RECORDS SHOWN:
***
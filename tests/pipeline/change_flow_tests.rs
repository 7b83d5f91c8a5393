//! Change flow tests
//!
//! A modification on disk must reach the context aggregator and every
//! subscriber exactly once, in order, with ignored paths filtered out.

use crate::common::{
    assert_event, assert_file_changed, drain_outbox, outbox_until, start_daemon, TestRepo,
};

fn is_file_changed(value: &serde_json::Value, filename: &str) -> bool {
    value["event"] == "file_changed" && value["filename"] == filename
}

#[tokio::test]
async fn test_modification_reaches_aggregator_and_subscribers() {
    let repo = TestRepo::with_sample_project();
    let (daemon, aggregator) = start_daemon();
    let state = daemon.state();
    let (_id, mut outbox) = state.subscribers().register(None);

    state.watch_project(repo.path().to_path_buf()).await.unwrap();
    repo.append_to("a.txt", "more\n");

    let seen = outbox_until(&mut outbox, |v| is_file_changed(v, "a.txt")).await;
    assert_event(&seen[0], "project_added");
    let changed = seen.last().unwrap();
    assert_file_changed(changed, "a.txt");
    let expected_path = repo.canonical_path().join("a.txt");
    assert_eq!(changed["path"], &*expected_path.to_string_lossy());
    assert_eq!(changed["project"], &*repo.canonical_path().to_string_lossy());

    // Nothing else trails behind it
    let rest = drain_outbox(&mut outbox).await;
    assert!(
        rest.iter().all(|v| !is_file_changed(v, "a.txt")),
        "Duplicate change records: {:?}",
        rest
    );

    let records = aggregator.records();
    assert_eq!(records.len(), 1, "Aggregator saw {:?}", records);
    assert_eq!(records[0].path, expected_path);

    let metrics = state.metrics().snapshot();
    assert_eq!(metrics.changes_detected, 1);
    assert_eq!(metrics.last_activity, Some(records[0].timestamp));

    daemon.shutdown().await.unwrap();
}

#[tokio::test]
async fn test_ignored_directories_produce_no_records() {
    let repo = TestRepo::with_sample_project();
    let (daemon, aggregator) = start_daemon();
    let state = daemon.state();
    let (_id, mut outbox) = state.subscribers().register(None);

    state.watch_project(repo.path().to_path_buf()).await.unwrap();
    repo.append_to("node_modules/pkg/index.js", "// touched\n");
    repo.append_to(".git/HEAD", "\n");
    repo.append_to("target/debug/app", "more\n");
    // Same source, so this arrives after anything the writes above produced
    repo.append_to("src/main.rs", "// edit\n");

    let seen = outbox_until(&mut outbox, |v| is_file_changed(v, "main.rs")).await;
    let changed: Vec<_> = seen
        .iter()
        .filter(|v| v["event"] == "file_changed")
        .collect();
    assert_eq!(changed.len(), 1, "Unexpected records: {:?}", changed);
    assert_eq!(aggregator.filenames(), vec!["main.rs".to_string()]);

    daemon.shutdown().await.unwrap();
}

#[tokio::test]
async fn test_changes_keep_their_order() {
    let repo = TestRepo::new();
    for n in 0..5 {
        repo.add_file(&format!("f{n}.txt"), "x");
    }
    let (daemon, aggregator) = start_daemon();
    let state = daemon.state();
    let (_id, mut outbox) = state.subscribers().register(None);
    state.watch_project(repo.path().to_path_buf()).await.unwrap();

    for n in 0..5 {
        repo.append_to(&format!("f{n}.txt"), "y");
    }

    let seen = outbox_until(&mut outbox, |v| is_file_changed(v, "f4.txt")).await;
    let names: Vec<&str> = seen
        .iter()
        .filter(|v| v["event"] == "file_changed")
        .filter_map(|v| v["filename"].as_str())
        .collect();
    assert_eq!(names, vec!["f0.txt", "f1.txt", "f2.txt", "f3.txt", "f4.txt"]);
    assert_eq!(aggregator.filenames(), names);

    daemon.shutdown().await.unwrap();
}

#[tokio::test]
async fn test_broken_subscriber_does_not_block_healthy_one() {
    let repo = TestRepo::with_sample_project();
    let (daemon, _aggregator) = start_daemon();
    let state = daemon.state();
    let (broken, broken_outbox) = state.subscribers().register(None);
    let (healthy, mut healthy_outbox) = state.subscribers().register(None);
    drop(broken_outbox);

    state.watch_project(repo.path().to_path_buf()).await.unwrap();
    repo.append_to("a.txt", "again\n");

    outbox_until(&mut healthy_outbox, |v| is_file_changed(v, "a.txt")).await;
    assert!(!state.subscribers().contains(&broken));
    assert!(state.subscribers().contains(&healthy));

    daemon.shutdown().await.unwrap();
}
//! ghostwatch daemon binary
//!
//! Watches project directories and streams file-change events to WebSocket
//! clients, feeding the same changes to the context aggregator.
//!
//! # Usage
//!
//! ```bash
//! ghostwatch-daemon --port 7777
//! ghostwatch-daemon --watch ~/code/app --watch ~/code/lib
//! ghostwatch-daemon --config ./ghostwatch.toml
//! ```

use std::path::PathBuf;
use std::process::ExitCode;
use std::sync::Arc;

use clap::Parser;
use tracing_subscriber::EnvFilter;

use ghostwatch::config::DaemonConfig;
use ghostwatch::context::RecentChangesAggregator;
use ghostwatch::error::DaemonError;
use ghostwatch::socket_server::{serve, Daemon};

/// ghostwatch file-change daemon
#[derive(Parser, Debug)]
#[command(name = "ghostwatch-daemon")]
#[command(about = "Project file-change daemon for AI context clients")]
#[command(version)]
struct Args {
    /// Config file (defaults to the platform config dir)
    #[arg(short, long, env = "GHOSTWATCH_CONFIG")]
    config: Option<PathBuf>,

    /// Host to bind to
    #[arg(long, env = "GHOSTWATCH_HOST")]
    host: Option<String>,

    /// Port to listen on
    #[arg(short, long, env = "GHOSTWATCH_PORT")]
    port: Option<u16>,

    /// Project to watch at startup (repeatable)
    #[arg(short, long = "watch", value_name = "DIR")]
    watch: Vec<PathBuf>,
}

#[tokio::main]
async fn main() -> ExitCode {
    let args = Args::parse();

    match run(args).await {
        Ok(()) => ExitCode::SUCCESS,
        Err(e) => {
            tracing::error!("{}", e);
            eprintln!("ghostwatch-daemon: {}", e);
            e.exit_code()
        }
    }
}

async fn run(args: Args) -> Result<(), DaemonError> {
    let mut config = DaemonConfig::load(args.config.as_deref())?;
    if let Some(host) = args.host {
        config.host = host;
    }
    if let Some(port) = args.port {
        config.port = port;
    }
    config.projects.extend(args.watch);

    init_logging(&config.log_filter);

    let aggregator = Arc::new(RecentChangesAggregator::new(config.recent_events));
    let projects = config.projects.clone();
    let daemon = Daemon::start(config, aggregator);

    let listener = daemon.bind().await?;

    let started = daemon.auto_watch(&projects).await;
    if !projects.is_empty() {
        tracing::info!("Watching {} of {} configured projects", started, projects.len());
    }

    let served = serve(daemon.state(), listener, async {
        if let Err(e) = tokio::signal::ctrl_c().await {
            tracing::error!("Failed to listen for ctrl-c: {}", e);
            std::future::pending::<()>().await;
        }
    })
    .await;

    daemon.shutdown().await?;
    served
}

/// RUST_LOG wins; otherwise use the configured filter
fn init_logging(fallback: &str) {
    let filter = EnvFilter::try_from_default_env()
        .or_else(|_| EnvFilter::try_new(fallback))
        .unwrap_or_else(|_| EnvFilter::new("ghostwatch=info"));

    tracing_subscriber::fmt().with_env_filter(filter).init();
}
***
WHAT THE EXERCISE ASKS:
Read through the lines above and collect those that contain the string "DaemonConfig".

ANSWER TO THE PROBLEM:
use ghostwatch::config::DaemonConfig;
    let mut config = DaemonConfig::load(args.config.as_deref())?;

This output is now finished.